Barbara Bloom’s Marilyn in Grayscale

Sad Gray Story‘ is one of seven installations by Barbara Bloom, inspired by iconic cultural figures and featured in her recent exhibition, Works on Paper, on Paper, at the David Lewis Gallery on West 12th St, NYC. In it, a pile of books in grayscale sits on a chaise longue, itself placed on a giant scroll.

On the wall is a framed series of photos showing Marilyn reading, also in grayscale. You may recognise Edward Clark’s 1950 photo of Marilyn reading a script in Griffith Park, and Jock Carroll’s 1952 photo of the star reading her Niagara screenplay in bed. Also featured is a 1951 publicity shot of her reading Walt Whitman’s Leaves of Grass while lying on a lawn, and two candid photos showing her flipping through magazines.

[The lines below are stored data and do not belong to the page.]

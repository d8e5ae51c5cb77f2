use async_trait::async_trait;
use reqwest::{Client, StatusCode};
use serde::{Deserialize, Serialize};

/// Sends one rendered message. Exactly one attempt is made per call.
#[async_trait]
pub trait EmailTransport {
    async fn send(
        &self,
        api_key: &str,
        message: &OutboundMessage<'_>,
    ) -> Result<DeliveryReceipt, DeliveryError>;
}

#[derive(Serialize, Debug, Clone, Copy)]
pub struct Sender<'a> {
    pub email: &'a str,
    pub name: &'a str,
}

#[derive(Debug)]
pub struct OutboundMessage<'a> {
    pub to: &'a str,
    pub from: Sender<'a>,
    pub subject: String,
    pub html: String,
}

#[derive(Debug)]
pub struct DeliveryReceipt {
    pub status: StatusCode,
}

pub struct SendGridClient {
    client: Client,
    api_url: String,
}

impl SendGridClient {
    pub fn new(api_url: impl Into<String>) -> Self {
        Self {
            client: Client::new(),
            api_url: api_url.into(),
        }
    }
}

#[async_trait]
impl EmailTransport for SendGridClient {
    async fn send(
        &self,
        api_key: &str,
        message: &OutboundMessage<'_>,
    ) -> Result<DeliveryReceipt, DeliveryError> {
        let response = self
            .client
            .post(&self.api_url)
            .bearer_auth(api_key)
            .json(&SendGridMailPayload::from(message))
            .send()
            .await
            .map_err(DeliveryError::Transport)?;
        let status = response.status();
        if status.is_success() {
            return Ok(DeliveryReceipt { status });
        }
        let body = response.text().await.unwrap_or_default();
        Err(DeliveryError::Rejected {
            status,
            body: describe_rejection(body),
        })
    }
}

/// SendGrid reports rejections as `{"errors": [{"message": ...}]}`. Anything else is
/// passed through verbatim.
fn describe_rejection(body: String) -> String {
    match serde_json::from_str::<SendGridErrorResponse>(&body) {
        Ok(response) if !response.errors.is_empty() => response
            .errors
            .into_iter()
            .map(|error| error.message)
            .collect::<Vec<_>>()
            .join("; "),
        _ => body,
    }
}

#[derive(Serialize)]
struct SendGridMailPayload<'a> {
    personalizations: [Personalization<'a>; 1],
    from: Sender<'a>,
    subject: &'a str,
    content: [Content<'a>; 1],
}

#[derive(Serialize)]
struct Personalization<'a> {
    to: [Recipient<'a>; 1],
}

#[derive(Serialize)]
struct Recipient<'a> {
    email: &'a str,
}

#[derive(Serialize)]
struct Content<'a> {
    #[serde(rename = "type")]
    content_type: &'static str,
    value: &'a str,
}

impl<'a> From<&'a OutboundMessage<'a>> for SendGridMailPayload<'a> {
    fn from(message: &'a OutboundMessage<'a>) -> Self {
        Self {
            personalizations: [Personalization {
                to: [Recipient { email: message.to }],
            }],
            from: message.from,
            subject: &message.subject,
            content: [Content {
                content_type: "text/html",
                value: &message.html,
            }],
        }
    }
}

#[derive(Deserialize)]
struct SendGridErrorResponse {
    #[serde(default)]
    errors: Vec<SendGridErrorDetail>,
}

#[derive(Deserialize)]
struct SendGridErrorDetail {
    message: String,
}

#[derive(Debug)]
pub enum DeliveryError {
    Transport(reqwest::Error),
    Rejected { status: StatusCode, body: String },
}

impl DeliveryError {
    pub fn status(&self) -> Option<StatusCode> {
        match self {
            DeliveryError::Transport(error) => error.status(),
            DeliveryError::Rejected { status, .. } => Some(*status),
        }
    }
}

impl std::fmt::Display for DeliveryError {
    fn fmt(&self, f: &mut std::fmt::Formatter<'_>) -> std::fmt::Result {
        match self {
            DeliveryError::Transport(error) => write!(f, "Could not reach SendGrid: {error}"),
            DeliveryError::Rejected { status, body } if body.is_empty() => {
                write!(f, "SendGrid rejected the message with status {status}")
            }
            DeliveryError::Rejected { status, body } => {
                write!(f, "SendGrid rejected the message with status {status}: {body}")
            }
        }
    }
}

impl std::error::Error for DeliveryError {}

These are just a few of the many images of Marilyn reading. The most famous, not included here, was Eve Arnold’s 1955 photo of her reading Ulysses. Marilyn may have posed for these photos in an effort to prove she was more than a dumb blonde, although her literary endeavours weren’t always taken seriously – hence the ‘sadness’ of Bloom’s ‘story.’ (In 2019, art critic Audrey Wollen published an essay on the topic here.)

Bloom’s first Marilyn-themed installation was ‘Foursome‘ (2017), based on Bruce Davidson’s 1960 photo of the Millers and Montands having dinner together, as part of her previous exhibit at the David Lewis Gallery, aptly titled A Picture, a Thousand Words.

Here’s a short essay on ‘Foursome’ from The Met.

“The complex historical, literary, and psychological resonances of Bloom’s ‘Foursome’ are rendered through elegantly simple means. Central to the installation is a black-and-white inkjet print of a famous photograph staged by Bruce Davidson at the Beverly Hills Hotel in 1960. That year, Yves Montand moved into a bungalow at the hotel to film the movie Let’s Make Love by George Cukor. Montand and his wife, the actress Simone Signoret, grew close with their neighbors there, his co-star Marilyn Monroe and her then-husband, the playwright Arthur Miller. Davidson set the stage for his shoot by having the Montands host a dinner party for the Millers.

In the particular shot that the artist selected for Foursome, the group has sat down for dinner, and a complex web of gazes plays out. Signoret, at left, looks towards her husband Montand, who has his back to the photographer. He instead gazes at the blonde Monroe (with whom he is about to initiate an affair), and she instead turns to look at her husband Miller. Miller looks back towards Signoret, completing the circle. Bloom replicates this quadruple gaze of filmic desire in the sculptural element of the work, a small, oval pool table in the same, silvery toned, medium gray of the photograph’s mat and the wall behind it. Its fragile pockets are red wine goblets similar to those on the table in the picture, while the four cues with mirrored tips replicate the trajectories of each of the protagonists’ glances.”

And finally, another Davidson photo from that evening previously inspired a painting by 1960s British pop artist Sue Dunkley, showcased in a 2016 retrospective.